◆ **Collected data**
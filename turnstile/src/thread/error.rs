use std::time::Duration;

use thiserror::Error;
use turnstile_api::errors::ActorFault;
use turnstile_api::types::{ActorId, ResourceId};

/// Errors related to queue operations.
#[derive(Error, Debug, Clone, PartialEq, Eq)]
pub enum QueueError {
    #[error("Queue is empty")]
    Empty,
    #[error("No item arrived within {0:?}")]
    Timeout(Duration),
}

/// Errors related to the resource pool.
#[derive(Error, Debug, Clone, PartialEq, Eq)]
pub enum PoolError {
    #[error("Pool handed out an unknown resource handle: {0}")]
    InvalidHandle(ResourceId),
    #[error("Handle {0} names a pooled resource and cannot be injected")]
    KnownHandle(ResourceId),
}

/// Errors related to the station itself.
#[derive(Error, Debug)]
pub enum StationError {
    #[error("Invalid configuration: {0}")]
    InvalidConfig(String),
    #[error("Cannot {operation} while station is {state}")]
    InvalidState {
        operation: &'static str,
        state: &'static str,
    },
    #[error("Failed to spawn thread for actor {actor}: {source}")]
    ThreadSpawn {
        actor: ActorId,
        #[source]
        source: std::io::Error,
    },
    #[error("Resource leak: expected {expected} handles back in the pool, recovered {recovered}")]
    ResourceLeak { expected: usize, recovered: usize },
}

impl From<PoolError> for ActorFault {
    fn from(err: PoolError) -> Self {
        match err {
            PoolError::InvalidHandle(id) | PoolError::KnownHandle(id) => {
                ActorFault::InvalidHandle(id)
            }
        }
    }
}
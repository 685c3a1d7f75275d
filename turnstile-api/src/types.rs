use std::fmt;

use serde::{Deserialize, Serialize};

/// Identity of an actor.
///
/// Assigned by the station starting at 1 and never reused within a run.
#[derive(Debug, Clone, Copy, PartialEq, Eq, Hash, PartialOrd, Ord, Serialize, Deserialize)]
#[serde(transparent)]
pub struct ActorId(u32);

impl ActorId {
    pub const fn new(raw: u32) -> Self {
        Self(raw)
    }

    pub const fn get(self) -> u32 {
        self.0
    }
}

impl fmt::Display for ActorId {
    fn fmt(&self, f: &mut fmt::Formatter<'_>) -> fmt::Result {
        write!(f, "{}", self.0)
    }
}

/// Identity of a resource.
///
/// Resource ids start at 1 and index the station's resource arena; the pool
/// hands out ids, never the resources themselves.
#[derive(Debug, Clone, Copy, PartialEq, Eq, Hash, PartialOrd, Ord, Serialize, Deserialize)]
#[serde(transparent)]
pub struct ResourceId(u32);

impl ResourceId {
    pub const fn new(raw: u32) -> Self {
        Self(raw)
    }

    pub const fn get(self) -> u32 {
        self.0
    }
}

impl fmt::Display for ResourceId {
    fn fmt(&self, f: &mut fmt::Formatter<'_>) -> fmt::Result {
        write!(f, "{}", self.0)
    }
}
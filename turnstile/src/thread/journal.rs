//! # Service Journal
//!
//! Optional record of everything that happened during a run: joins, acquires,
//! releases and actor exits. Actors send [`ServiceEvent`]s over an unbounded
//! channel; the station drains it once every actor has been joined.
//!
//! ## Ordering
//! Sends are serialized by the channel. An actor sends `Released` before it
//! returns a handle to the pool and `Acquired` after it takes one out, so the
//! journal order for any single resource follows the handle's real hand-offs.
//! `Joined` events carry the admission ticket, which orders joins exactly.

use flume::{Receiver, Sender};
use turnstile_api::event::ServiceEvent;

/// Sink for service events, or a no-op when journaling is disabled.
#[derive(Debug)]
pub struct Journal {
    channel: Option<(Sender<ServiceEvent>, Receiver<ServiceEvent>)>,
}

impl Journal {
    /// A journal that records every event.
    pub fn recording() -> Self {
        Self {
            channel: Some(flume::unbounded()),
        }
    }

    /// A journal that drops every event.
    pub fn disabled() -> Self {
        Self { channel: None }
    }

    pub fn is_recording(&self) -> bool {
        self.channel.is_some()
    }

    /// Records an event. The event is only built when the journal is recording.
    pub fn record<F>(&self, event: F)
    where
        F: FnOnce() -> ServiceEvent,
    {
        if let Some((tx, _)) = &self.channel {
            // The receiver lives as long as the journal, so the send cannot fail.
            let _ = tx.send(event());
        }
    }

    /// Takes every event recorded so far, in send order.
    pub fn drain(&self) -> Vec<ServiceEvent> {
        match &self.channel {
            Some((_, rx)) => rx.try_iter().collect(),
            None => Vec::new(),
        }
    }
}

#[cfg(test)]
mod tests {
    use super::*;
    use std::time::Duration;
    use turnstile_api::types::{ActorId, ResourceId};

    fn acquired(actor: u32) -> ServiceEvent {
        ServiceEvent::Acquired {
            actor: ActorId::new(actor),
            resource: ResourceId::new(1),
            at: Duration::ZERO,
        }
    }

    #[test]
    fn test_recording_journal_keeps_order() {
        let journal = Journal::recording();
        journal.record(|| acquired(1));
        journal.record(|| acquired(2));

        let events = journal.drain();
        assert_eq!(events, vec![acquired(1), acquired(2)]);
        assert!(journal.drain().is_empty());
    }

    #[test]
    fn test_disabled_journal_skips_event_construction() {
        let journal = Journal::disabled();
        let mut built = false;
        journal.record(|| {
            built = true;
            acquired(1)
        });

        assert!(!built);
        assert!(!journal.is_recording());
        assert!(journal.drain().is_empty());
    }
}
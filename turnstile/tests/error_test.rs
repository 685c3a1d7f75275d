// Integration tests for error types in turnstile::thread::error

use std::error::Error;
use std::io;
use std::time::Duration;

use turnstile::thread::error::*;
use turnstile::{ActorFault, ActorId, ResourceId};

#[test]
fn test_queue_error_display() {
    assert_eq!(QueueError::Empty.to_string(), "Queue is empty");
    assert_eq!(
        QueueError::Timeout(Duration::from_millis(50)).to_string(),
        "No item arrived within 50ms"
    );
}

#[test]
fn test_pool_error_display() {
    assert_eq!(
        PoolError::InvalidHandle(ResourceId::new(7)).to_string(),
        "Pool handed out an unknown resource handle: 7"
    );
    assert_eq!(
        PoolError::KnownHandle(ResourceId::new(1)).to_string(),
        "Handle 1 names a pooled resource and cannot be injected"
    );
}

#[test]
fn test_station_error_display() {
    assert_eq!(
        StationError::InvalidConfig("actor_count must be at least 1".to_string()).to_string(),
        "Invalid configuration: actor_count must be at least 1"
    );
    assert_eq!(
        StationError::InvalidState {
            operation: "report",
            state: "running"
        }
        .to_string(),
        "Cannot report while station is running"
    );
    assert_eq!(
        StationError::ResourceLeak {
            expected: 2,
            recovered: 1
        }
        .to_string(),
        "Resource leak: expected 2 handles back in the pool, recovered 1"
    );
}

#[test]
fn test_thread_spawn_error_keeps_source() {
    let err = StationError::ThreadSpawn {
        actor: ActorId::new(4),
        source: io::Error::new(io::ErrorKind::Other, "no more threads"),
    };
    assert_eq!(
        err.to_string(),
        "Failed to spawn thread for actor 4: no more threads"
    );
    assert_eq!(err.source().map(|s| s.to_string()), Some("no more threads".to_string()));
}

#[test]
fn test_pool_error_becomes_actor_fault() {
    let fault: ActorFault = PoolError::InvalidHandle(ResourceId::new(9)).into();
    assert_eq!(fault, ActorFault::InvalidHandle(ResourceId::new(9)));
    assert_eq!(fault.to_string(), "Invalid resource handle acquired: 9");
}

#[test]
fn test_station_error_into_anyhow() {
    let err: anyhow::Error = StationError::InvalidConfig("bad".to_string()).into();
    assert!(err.to_string().contains("bad"));
}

◆ **PROBLEM DETAILS**
Reproduce every line from the entries that holds the word "never".

◆ **SOLUTION BELOW**
/// Assigned by the station starting at 1 and never reused within a run.
/// hands out ids, never the resources themselves.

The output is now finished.